There is a warmth and spirit that is hard to find in a city. I got to know my neighbour by borrowing a cable connection for the World Cup; Tim with experiences like being woken up that same day at 7am with a request to borrow his toolkit. Lives necessarily intertwine in a village.
But there is also a sense that the alcohol is a way of masking a harsh life where the village survives off providing milk for Peruvian milk multinational Pil or money scrabbled together in odd pieces of work in nearby La Paz and El Alto. Maggie jokingly asks a young woman in polera and bowler hat sitting nearby if the men are looking after her: she nervously laughs a yes. I wonder what happens when drunk husbands return home, their hardened world looming large in alcohol-fuelled thoughts.
As if drawn by a hidden energy, we strike out towards the edge of the plateau with its theatrical Illimani backdrop. The sun is starting to arc towards dusk, creating textured patterns across some fields with wheat and others with ploughed earth. We greet an elderly woman in a threadbare skirt, face lined with years, neatly spreading out chuño (freeze dried potatoes)on the ground. She chatters away with the gluttural clicks and sounds of Aymara.

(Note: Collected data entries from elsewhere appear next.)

//! PROV projection and its reverse
//!
//! Projects the relationship graph onto the W3C PROV partition:
//! Activity nodes become `activity` entries, agent-class nodes become
//! `agent` entries, everything else becomes an `entity` entry. The
//! projection is a pure function of graph state — identical graphs
//! produce byte-identical documents, because every map is ordered and
//! every identifier list is sorted.

use std::collections::BTreeMap;

use serde::{Deserialize, Serialize};

use super::{EntityType, RelationshipType, ResourceGraph};
use crate::error::GraphResult;

/// Predicate map of one PROV subject: predicate → sorted identifiers
pub type ProvRecord = BTreeMap<String, Vec<String>>;

/// A graph projected onto the PROV entity / activity / agent partition
#[derive(Debug, Clone, Default, PartialEq, Eq, Serialize, Deserialize)]
pub struct ProvDocument {
    /// Entity records, keyed by identifier
    pub entity: BTreeMap<String, ProvRecord>,
    /// Activity records, keyed by identifier
    pub activity: BTreeMap<String, ProvRecord>,
    /// Agent records, keyed by identifier
    pub agent: BTreeMap<String, ProvRecord>,
}

/// The three PROV partitions
#[derive(Debug, Clone, Copy, PartialEq, Eq)]
enum Partition {
    Entity,
    Activity,
    Agent,
}

fn partition_of(entity_type: EntityType) -> Partition {
    if entity_type.is_activity() {
        Partition::Activity
    } else if entity_type.is_agent() {
        Partition::Agent
    } else {
        Partition::Entity
    }
}

impl ProvDocument {
    fn record_mut(&mut self, partition: Partition, id: &str) -> &mut ProvRecord {
        let map = match partition {
            Partition::Entity => &mut self.entity,
            Partition::Activity => &mut self.activity,
            Partition::Agent => &mut self.agent,
        };
        map.entry(id.to_string()).or_default()
    }

    fn add_relation(&mut self, partition: Partition, subject: &str, predicate: &str, object: &str) {
        let values = self
            .record_mut(partition, subject)
            .entry(predicate.to_string())
            .or_default();
        // keep identifier lists sorted and unique for stable output
        if let Err(pos) = values.binary_search(&object.to_string()) {
            values.insert(pos, object.to_string());
        }
    }

    /// Total number of subject records across the three partitions.
    pub fn subject_count(&self) -> usize {
        self.entity.len() + self.activity.len() + self.agent.len()
    }
}

/// Project a graph onto the PROV vocabulary.
///
/// Edge mapping: `wasDerivedFrom` lands on the **target** record; the
/// four other PROV-native relations land on the **source** record;
/// every non-PROV type lands on the source record under
/// `asset:{type}`. The object of each predicate is the other endpoint.
pub fn to_prov(graph: &ResourceGraph) -> ProvDocument {
    let mut doc = ProvDocument::default();

    for node in graph.nodes() {
        doc.record_mut(partition_of(node.entity_type), &node.id);
    }

    for edge in graph.edges() {
        let source_partition = graph
            .get_node(&edge.source)
            .map(|n| partition_of(n.entity_type))
            .unwrap_or(Partition::Entity);
        let target_partition = graph
            .get_node(&edge.target)
            .map(|n| partition_of(n.entity_type))
            .unwrap_or(Partition::Entity);

        match edge.relationship {
            RelationshipType::WasDerivedFrom => {
                doc.add_relation(
                    target_partition,
                    &edge.target,
                    "prov:wasDerivedFrom",
                    &edge.source,
                );
            }
            RelationshipType::WasGeneratedBy
            | RelationshipType::Used
            | RelationshipType::WasAttributedTo
            | RelationshipType::WasAssociatedWith => {
                let predicate = format!("prov:{}", edge.relationship.as_str());
                doc.add_relation(source_partition, &edge.source, &predicate, &edge.target);
            }
            other => {
                let predicate = format!("asset:{}", other.as_str());
                doc.add_relation(source_partition, &edge.source, &predicate, &edge.target);
            }
        }
    }

    doc
}

/// Rebuild a graph from a PROV document.
///
/// Node entity types collapse to the partition defaults
/// (`DigitalResource` / `Activity` / `Agent`), so the result is
/// equivalent to the original under [`to_prov`] rather than identical
/// to it. Identifiers referenced only as predicate objects become
/// default entity nodes.
pub fn from_prov(doc: &ProvDocument) -> GraphResult<ResourceGraph> {
    let mut graph = ResourceGraph::new();

    for (id, _) in &doc.entity {
        graph.add_node(id.clone(), EntityType::DigitalResource, id.clone(), BTreeMap::new());
    }
    for (id, _) in &doc.activity {
        graph.add_node(id.clone(), EntityType::Activity, id.clone(), BTreeMap::new());
    }
    for (id, _) in &doc.agent {
        graph.add_node(id.clone(), EntityType::Agent, id.clone(), BTreeMap::new());
    }

    let partitions = [&doc.entity, &doc.activity, &doc.agent];
    for partition in partitions {
        for (subject, record) in partition {
            for (predicate, objects) in record {
                for object in objects {
                    if graph.get_node(object).is_none() {
                        graph.add_node(
                            object.clone(),
                            EntityType::DigitalResource,
                            object.clone(),
                            BTreeMap::new(),
                        );
                    }

                    let (source, target, relationship) = decode_predicate(subject, object, predicate)?;
                    graph.add_edge(&source, &target, relationship, BTreeMap::new())?;
                }
            }
        }
    }

    Ok(graph)
}

fn decode_predicate(
    subject: &str,
    object: &str,
    predicate: &str,
) -> GraphResult<(String, String, RelationshipType)> {
    if predicate == "prov:wasDerivedFrom" {
        // recorded on the target; the object is the origin
        return Ok((
            object.to_string(),
            subject.to_string(),
            RelationshipType::WasDerivedFrom,
        ));
    }
    let name = predicate
        .strip_prefix("prov:")
        .or_else(|| predicate.strip_prefix("asset:"))
        .unwrap_or(predicate);
    let relationship: RelationshipType = name.parse()?;
    Ok((subject.to_string(), object.to_string(), relationship))
}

Then we are at the edge of the altiplano with a moonscape of hills below and the very edges of La Paz peeking around the corner. Illimani is miles away but it seems to soar upwards from our feet. As the light coloured gold, faded and then unexpectedly reappeared in a burst of vivid pink, Juliette made handstands against the mountainous kaleidascope.
The distant shouts of football started to fade, so we wandered back arms interlocked in intermittent silence and conversation to the village whose houses cast spirals of smoke, smells of food and burbles of muffled conversation into the cold darkening air.
We discover that we have missed any transport back after the football, so Tim finds his neighbour in the middle of a game of cards with friends and persuades him to drive us to the main road. His neighbour confesses he is drunk although his drooping eyes and voice speak before he does: "I must admit I have had a few drinks but Tim is such a good friend that I have to take you," he blurs. He weaves erratically down a thankfully wide road.
Then arms-wrapped around us against the shivering cold, we hop quickly into a minibus and back into the traffic horns, streaming peopled-streets and bustling cacophony, before winding down through the sparkling-waterfall nightlights of La Paz to my flat with its whirring stocked fridge, blinking TV and the fug comfort of a city.